- Education: McGill University
- Scientific career
- Workplaces: Imperial College London Necker–Enfants Malades Hospital
- Thesis: The genetic dissection of the host immune response to Salmonella Typhimurium infection in the wild-derived mouse MOLF/Ei (2008)

= Vanessa Sancho-Shimizu =

Maria Vanessa Sancho Shimizu is a UKRI Future Leaders Fellow and Reader in the sections of Paediatrics Infectious Diseases and Virology investigating the human genetic basis of life-threatening infections.

== Early life and education ==
Sancho-Shimizu completed her doctoral studies at McGill University. Her research involved human genetics, with a focus on Salmonella tryphimurium infection. She was based in the Centre for the Study of Host Resistance. She joined the Laboratory of Human Genetics at the Necker–Enfants Malades Hospital as a postdoctoral fellow, where she worked with Jean-Laurent Casanova. Here she became interested in the gene disorders that underpin Herpes simplex encephalitis. In 2012 Sancho-Shimizu joined Imperial College London as a Marie Curie Fellow, where she continued to work on herpes simplex encephalitis, and searched for other viral infections and invasive meningococcal disease.

== Research and career ==
Sancho-Shimizu was made a Medical Research Council Senior Research Fellow in 2014. She was appointed lecturer and UK Research and Innovation Future Leaders Fellow in 2021, and made associate professor in 2023.

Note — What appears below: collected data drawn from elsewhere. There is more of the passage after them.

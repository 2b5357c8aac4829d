//! Group entity <-> model mapper

use agora_core::entities::Group;
use agora_core::value_objects::Snowflake;

use crate::models::GroupModel;

impl From<GroupModel> for Group {
    fn from(model: GroupModel) -> Self {
        Group {
            id: Snowflake::new(model.id),
            name: model.name,
            slug: model.slug,
            description: model.description,
            is_private: model.is_private,
            owner_id: Snowflake::new(model.owner_id),
            created_at: model.created_at,
            updated_at: model.updated_at,
        }
    }
}
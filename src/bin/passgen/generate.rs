use std::io::Write;
use std::path::PathBuf;
use std::process::{Command, Stdio};

use anyhow::Context;
use rand::rngs::StdRng;
use rand::{Rng, SeedableRng};
use serde::Serialize;

use crate::ProgError;
use passgen::password_generation;
use passgen::{CharacterClass, GenerationRequest, Mode, Secret};

#[derive(clap::Args)]
pub(crate) struct GenerateArgs {
    /// Number of characters; must be between 4 and 16 unless `--unchecked` is given.
    #[arg(short = 'n', long, allow_negative_numbers = true)]
    length: Option<i64>,
    /// Include lowercase letters.
    #[arg(short, long)]
    lowercase: bool,
    /// Include uppercase letters.
    #[arg(short, long)]
    uppercase: bool,
    /// Include digits.
    #[arg(short, long)]
    digits: bool,
    /// Include symbols.
    #[arg(short, long)]
    symbols: bool,
    /// `faithful` matches the mobile form, missing `8` and dropped characters included.
    #[arg(long)]
    mode: Option<Mode>,
    /// Seed the generator, making the output reproducible.
    #[arg(long)]
    seed: Option<u64>,
    /// Skip the length and class checks, and call the generator directly.
    #[arg(long)]
    unchecked: bool,
    /// Print the result as JSON.
    #[arg(long)]
    json: bool,
    /// Copy the password to the clipboard instead of printing it.
    #[arg(long)]
    copy: bool,
    #[arg(long)]
    config: Option<PathBuf>,
}

impl GenerateArgs {
    fn selected_classes(&self) -> Vec<CharacterClass> {
        let toggles = [self.lowercase, self.uppercase, self.digits, self.symbols];
        CharacterClass::ALL
            .into_iter()
            .zip(toggles)
            .filter_map(|(class, on)| on.then_some(class))
            .collect()
    }
}

pub(crate) fn generate_password(args: GenerateArgs) -> Result<(), ProgError> {
    let config = crate::load_config(args.config.clone())?;
    let mode = args.mode.unwrap_or(config.mode);
    let length = args.length.unwrap_or(config.length);
    let classes = {
        let selected = args.selected_classes();
        if selected.is_empty() {
            config.classes()
        } else {
            selected
        }
    };

    let password = match args.seed {
        Some(seed) => {
            tracing::warn!(seed, "seeded generator; the password can be reproduced from the seed");
            let mut rng = StdRng::seed_from_u64(seed);
            generate_with(&mut rng, length, &classes, mode, args.unchecked)?
        }
        None => {
            let mut rng = rand::thread_rng();
            generate_with(&mut rng, length, &classes, mode, args.unchecked)?
        }
    };

    if usize::try_from(length).map_or(false, |len| password.char_count() < len) {
        tracing::warn!(
            requested = length,
            generated = password.char_count(),
            "some characters were dropped by the faithful index selection"
        );
    }

    if args.copy {
        send_to_clipboard(password.as_str().as_bytes())?;
        eprintln!("Copied to the clipboard.");
    } else if args.json {
        let output = JsonOutput {
            password: &password,
            length: password.char_count(),
            classes: &classes,
            mode,
        };
        println!(
            "{}",
            serde_json::to_string(&output).context("failed to encode the result as JSON")?
        );
    } else {
        println!("{}", password.as_str());
    }
    Ok(())
}

fn generate_with<R>(
    rng: &mut R,
    length: i64,
    classes: &[CharacterClass],
    mode: Mode,
    unchecked: bool,
) -> Result<Secret, ProgError>
where
    R: Rng + ?Sized,
{
    let classes = classes.iter().copied();
    if unchecked {
        return match mode {
            Mode::Faithful => Ok(password_generation::generate_faithful(rng, length, classes)),
            Mode::Corrected => {
                let length = usize::try_from(length).unwrap_or(0);
                Ok(password_generation::generate(rng, length, classes)?)
            }
        };
    }
    let request = GenerationRequest::new(length, classes)?;
    Ok(request.generate(rng, mode))
}

#[derive(Serialize)]
struct JsonOutput<'a> {
    password: &'a Secret,
    length: usize,
    classes: &'a [CharacterClass],
    mode: Mode,
}

pub(crate) fn send_to_clipboard(data: &[u8]) -> anyhow::Result<()> {
    let mut cmd = clipboard_cmd();
    cmd.stdin(Stdio::piped());
    let mut child = cmd
        .spawn()
        .with_context(|| format!("failed to start the clipboard command ({:?})", cmd))?;
    child
        .stdin
        .as_mut()
        .context("the clipboard command has no stdin")?
        .write_all(data)
        .context("failed to write to the clipboard command")?;
    let exit_status = child
        .wait()
        .context("failed to wait for the clipboard command")?;
    if !exit_status.success() {
        anyhow::bail!("the clipboard command exited with {}", exit_status);
    }
    Ok(())
}

#[cfg(target_os = "macos")]
fn clipboard_cmd() -> Command {
    Command::new("pbcopy")
}

#[cfg(not(target_os = "macos"))]
fn clipboard_cmd() -> Command {
    let mut cmd = Command::new("xsel");
    cmd.arg("-b");
    cmd
}
//! The character classes a password can draw from, and assembly of the alphabet.

use std::fmt;
use std::str::FromStr;

use serde::{Deserialize, Serialize};

use crate::Mode;

/// A named category of characters contributing a fixed slice of the alphabet.
///
/// The derived ordering is the order in which classes are concatenated into an alphabet.
#[derive(Clone, Copy, Debug, Eq, PartialEq, Ord, PartialOrd, Hash, Deserialize, Serialize)]
#[serde(rename_all = "lowercase")]
pub enum CharacterClass {
    Lowercase,
    Uppercase,
    Digit,
    Symbol,
}

pub static LOWERCASE: &str = "abcdefghijklmnopqrstuvwxyz";
pub static UPPERCASE: &str = "ABCDEFGHIJKLMNOPQRSTUVWXYZ";
pub static DIGITS: &str = "0123456789";
/// The digit set the mobile form shipped with; it has no `8`.
pub static FAITHFUL_DIGITS: &str = "012345679";
pub static SYMBOLS: &str = "!@#$%^&*()_+";

impl CharacterClass {
    pub const ALL: [CharacterClass; 4] = [
        CharacterClass::Lowercase,
        CharacterClass::Uppercase,
        CharacterClass::Digit,
        CharacterClass::Symbol,
    ];

    pub fn name(self) -> &'static str {
        match self {
            CharacterClass::Lowercase => "lowercase",
            CharacterClass::Uppercase => "uppercase",
            CharacterClass::Digit => "digit",
            CharacterClass::Symbol => "symbol",
        }
    }

    /// The literal characters this class contributes under the given mode.
    pub fn alphabet(self, mode: Mode) -> &'static str {
        match (self, mode) {
            (CharacterClass::Lowercase, _) => LOWERCASE,
            (CharacterClass::Uppercase, _) => UPPERCASE,
            (CharacterClass::Digit, Mode::Faithful) => FAITHFUL_DIGITS,
            (CharacterClass::Digit, Mode::Corrected) => DIGITS,
            (CharacterClass::Symbol, _) => SYMBOLS,
        }
    }
}

impl fmt::Display for CharacterClass {
    fn fmt(&self, f: &mut fmt::Formatter<'_>) -> fmt::Result {
        f.write_str(self.name())
    }
}

impl FromStr for CharacterClass {
    type Err = String;

    fn from_str(s: &str) -> Result<Self, Self::Err> {
        match s {
            "lowercase" | "lower" => Ok(CharacterClass::Lowercase),
            "uppercase" | "upper" => Ok(CharacterClass::Uppercase),
            "digit" | "digits" | "numbers" => Ok(CharacterClass::Digit),
            "symbol" | "symbols" => Ok(CharacterClass::Symbol),
            other => Err(format!("unknown character class {:?}", other)),
        }
    }
}

/// Concatenate the alphabets of `classes`.
///
/// Classes are always laid out lowercase, uppercase, digit, symbol regardless of the order they
/// are passed in; a class listed twice contributes once. No classes yields an empty alphabet.
pub fn build_alphabet<I>(classes: I, mode: Mode) -> Vec<char>
where
    I: IntoIterator<Item = CharacterClass>,
{
    let mut enabled = [false; 4];
    for class in classes {
        enabled[class as usize] = true;
    }

    let mut alphabet = Vec::new();
    for class in CharacterClass::ALL {
        if enabled[class as usize] {
            alphabet.extend(class.alphabet(mode).chars());
        }
    }
    alphabet
}

#[cfg(test)]
mod tests {
    use super::*;

    #[test]
    fn class_alphabet_sizes() {
        assert_eq!(CharacterClass::Lowercase.alphabet(Mode::Corrected).len(), 26);
        assert_eq!(CharacterClass::Uppercase.alphabet(Mode::Corrected).len(), 26);
        assert_eq!(CharacterClass::Digit.alphabet(Mode::Corrected).len(), 10);
        assert_eq!(CharacterClass::Digit.alphabet(Mode::Faithful).len(), 9);
        assert_eq!(CharacterClass::Symbol.alphabet(Mode::Faithful).len(), 12);
    }

    #[test]
    fn faithful_digits_have_no_eight() {
        assert!(!CharacterClass::Digit.alphabet(Mode::Faithful).contains('8'));
        assert!(CharacterClass::Digit.alphabet(Mode::Corrected).contains('8'));
    }

    #[test]
    fn alphabet_uses_class_order() {
        let alphabet = build_alphabet(
            [CharacterClass::Symbol, CharacterClass::Digit, CharacterClass::Lowercase],
            Mode::Corrected,
        );
        let expected: Vec<char> = "abcdefghijklmnopqrstuvwxyz0123456789!@#$%^&*()_+"
            .chars()
            .collect();
        assert_eq!(alphabet, expected);
    }

    #[test]
    fn duplicate_classes_contribute_once() {
        let alphabet = build_alphabet(
            [CharacterClass::Uppercase, CharacterClass::Uppercase],
            Mode::Faithful,
        );
        assert_eq!(alphabet.len(), 26);
    }

    #[test]
    fn no_classes_is_empty() {
        assert!(build_alphabet([], Mode::Corrected).is_empty());
    }

    #[test]
    fn parse_class_names() {
        assert_eq!("numbers".parse::<CharacterClass>(), Ok(CharacterClass::Digit));
        assert_eq!("upper".parse::<CharacterClass>(), Ok(CharacterClass::Uppercase));
        assert!("emoji".parse::<CharacterClass>().is_err());
    }
}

Her research considers the genetic basis of infections. Sancho-Shimizu uncovered the genetic aetiology of herpes encephalitis in childhood, critical COVID-19 disease and invasive meningococcal disease. She studies the rare genetic variants (that can be identified by whole exome sequencing) that affect a response to interferons, the TLR signalling pathway, autophagy and pathogen recognition pathways.

To help in this endeavour and recruit patients, Sancho-Shimizu established a Biomedical Research Center Paediatric Infectious Disease Clinic at St Mary's Hospital. She developed patient cell-based assays to identify inborn immune system errors.

Sancho-Shimizu was named a UK Research and Innovation Future Leaders Fellow in 2019. During the COVID-19 pandemic Sancho-Shimizu was appointed to the International COVID Human Genetic Effort. She found that 3.5% of patients who suffered from COVID-19-induced pneumonia have genetic defects, and over 10% of people with severe COVID-19 have antibodies that attacked their own immune system.